[Stored data]
Content starts

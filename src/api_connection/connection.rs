use async_trait::async_trait;
use dotenv::dotenv;
use reqwest::Client;
use std::env;
use thiserror::Error;
use tracing::debug;

use super::endpoints::{
    ChatCompletionRequest, ChatCompletionResponse, OpenRouterAvailableModel, Provider,
    OPENROUTER_CHAT_URL, OPENROUTER_MODELS,
};

#[derive(Debug, Error)]
pub enum ApiConnectionError {
    #[error("API key not found in environment: {0}")]
    MissingApiKey(String),
    #[error("Network error: {0}")]
    NetworkError(#[from] reqwest::Error),
    #[error("Serialization error: {0}")]
    SerializationError(#[from] serde_json::Error),
    #[error("API error {status}: {error_body}")]
    ApiError {
        status: reqwest::StatusCode,
        error_body: String,
    },
    #[error("API returned no usable content")]
    EmptyResponse,
}

impl ApiConnectionError {
    /// Whether a second attempt could plausibly succeed.
    pub fn is_transient(&self) -> bool {
        match self {
            ApiConnectionError::NetworkError(_) => true,
            ApiConnectionError::ApiError { status, .. } => {
                status.is_server_error() || *status == reqwest::StatusCode::TOO_MANY_REQUESTS
            }
            _ => false,
        }
    }
}

/// Anything that can answer a chat-completion request.
#[async_trait]
pub trait ChatBackend: Send + Sync {
    async fn call_chat_completion(
        &self,
        request: ChatCompletionRequest,
    ) -> Result<ChatCompletionResponse, ApiConnectionError>;
}

impl Provider {
    pub fn openrouter(api_key_env_var_name: &str) -> Self {
        Self::openrouter_with_url(api_key_env_var_name, OPENROUTER_CHAT_URL)
    }

    pub fn openrouter_with_url(api_key_env_var_name: &str, api_url: &str) -> Self {
        dotenv().ok();
        Self::OpenRouter {
            api_key: api_key_env_var_name.to_string(),
            api_url: api_url.to_string(),
            client: Client::new(),
            available_models: OPENROUTER_MODELS.to_vec(),
        }
    }

    pub fn get_available_models(&self) -> Vec<OpenRouterAvailableModel> {
        match self {
            Provider::OpenRouter {
                available_models, ..
            } => available_models.clone(),
        }
    }
}

#[async_trait]
impl ChatBackend for Provider {
    async fn call_chat_completion(
        &self,
        request: ChatCompletionRequest,
    ) -> Result<ChatCompletionResponse, ApiConnectionError> {
        match self {
            Provider::OpenRouter {
                api_key: api_key_env_var_name,
                api_url,
                client,
                ..
            } => {
                let actual_api_key = env::var(api_key_env_var_name)
                    .map_err(|_| ApiConnectionError::MissingApiKey(api_key_env_var_name.clone()))?;

                let site_url =
                    env::var("SITE_URL").unwrap_or_else(|_| "http://localhost:3000".to_string());
                let app_name = env::var("APP_NAME").unwrap_or_else(|_| "MealPlanner".to_string());

                debug!(model = %request.model, url = %api_url, "sending chat completion");
                let response = client
                    .post(api_url)
                    .bearer_auth(actual_api_key)
                    .header("Content-Type", "application/json")
                    .header("HTTP-Referer", site_url)
                    .header("X-Title", app_name)
                    .json(&request)
                    .send()
                    .await?;

                if response.status().is_success() {
                    let chat_response = response.json::<ChatCompletionResponse>().await?;
                    Ok(chat_response)
                } else {
                    let status = response.status();
                    let error_body = response
                        .text()
                        .await
                        .unwrap_or_else(|_| "Failed to read error body".to_string());
                    Err(ApiConnectionError::ApiError { status, error_body })
                }
            }
        }
    }
}
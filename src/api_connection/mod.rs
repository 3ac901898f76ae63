pub mod connection;
pub mod endpoints;

pub use connection::{ApiConnectionError, ChatBackend};
pub use endpoints::Provider;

Content ends

- **Task directions**: Could you set down every record exactly as given?

- **Output below**:
filename src/api_connection/connection.rs
use async_trait::async_trait;
use dotenv::dotenv;
use reqwest::Client;
use std::env;
use thiserror::Error;
use tracing::debug;

use super::endpoints::{
    ChatCompletionRequest, ChatCompletionResponse, OpenRouterAvailableModel, Provider,
    OPENROUTER_CHAT_URL, OPENROUTER_MODELS,
};

#[derive(Debug, Error)]
pub enum ApiConnectionError {
    #[error("API key not found in environment: {0}")]
    MissingApiKey(String),
    #[error("Network error: {0}")]
    NetworkError(#[from] reqwest::Error),
    #[error("Serialization error: {0}")]
    SerializationError(#[from] serde_json::Error),
    #[error("API error {status}: {error_body}")]
    ApiError {
        status: reqwest::StatusCode,
        error_body: String,
    },
    #[error("API returned no usable content")]
    EmptyResponse,
}

impl ApiConnectionError {
    /// Whether a second attempt could plausibly succeed.
    pub fn is_transient(&self) -> bool {
        match self {
            ApiConnectionError::NetworkError(_) => true,
            ApiConnectionError::ApiError { status, .. } => {
                status.is_server_error() || *status == reqwest::StatusCode::TOO_MANY_REQUESTS
            }
            _ => false,
        }
    }
}

/// Anything that can answer a chat-completion request.
#[async_trait]
pub trait ChatBackend: Send + Sync {
    async fn call_chat_completion(
        &self,
        request: ChatCompletionRequest,
    ) -> Result<ChatCompletionResponse, ApiConnectionError>;
}

impl Provider {
    pub fn openrouter(api_key_env_var_name: &str) -> Self {
        Self::openrouter_with_url(api_key_env_var_name, OPENROUTER_CHAT_URL)
    }

    pub fn openrouter_with_url(api_key_env_var_name: &str, api_url: &str) -> Self {
        dotenv().ok();
        Self::OpenRouter {
            api_key: api_key_env_var_name.to_string(),
            api_url: api_url.to_string(),
            client: Client::new(),
            available_models: OPENROUTER_MODELS.to_vec(),
        }
    }

    pub fn get_available_models(&self) -> Vec<OpenRouterAvailableModel> {
        match self {
            Provider::OpenRouter {
                available_models, ..
            } => available_models.clone(),
        }
    }
}

#[async_trait]
impl ChatBackend for Provider {
    async fn call_chat_completion(
        &self,
        request: ChatCompletionRequest,
    ) -> Result<ChatCompletionResponse, ApiConnectionError> {
        match self {
            Provider::OpenRouter {
                api_key: api_key_env_var_name,
                api_url,
                client,
                ..
            } => {
                let actual_api_key = env::var(api_key_env_var_name)
                    .map_err(|_| ApiConnectionError::MissingApiKey(api_key_env_var_name.clone()))?;

                let site_url =
                    env::var("SITE_URL").unwrap_or_else(|_| "http://localhost:3000".to_string());
                let app_name = env::var("APP_NAME").unwrap_or_else(|_| "MealPlanner".to_string());

                debug!(model = %request.model, url = %api_url, "sending chat completion");
                let response = client
                    .post(api_url)
                    .bearer_auth(actual_api_key)
                    .header("Content-Type", "application/json")
                    .header("HTTP-Referer", site_url)
                    .header("X-Title", app_name)
                    .json(&request)
                    .send()
                    .await?;

                if response.status().is_success() {
                    let chat_response = response.json::<ChatCompletionResponse>().await?;
                    Ok(chat_response)
                } else {
                    let status = response.status();
                    let error_body = response
                        .text()
                        .await
                        .unwrap_or_else(|_| "Failed to read error body".to_string());
                    Err(ApiConnectionError::ApiError { status, error_body })
                }
            }
        }
    }
}
filename src/api_connection/mod.rs
repository 3ac901898f76ae63
pub mod connection;
pub mod endpoints;

pub use connection::{ApiConnectionError, ChatBackend};
pub use endpoints::Provider;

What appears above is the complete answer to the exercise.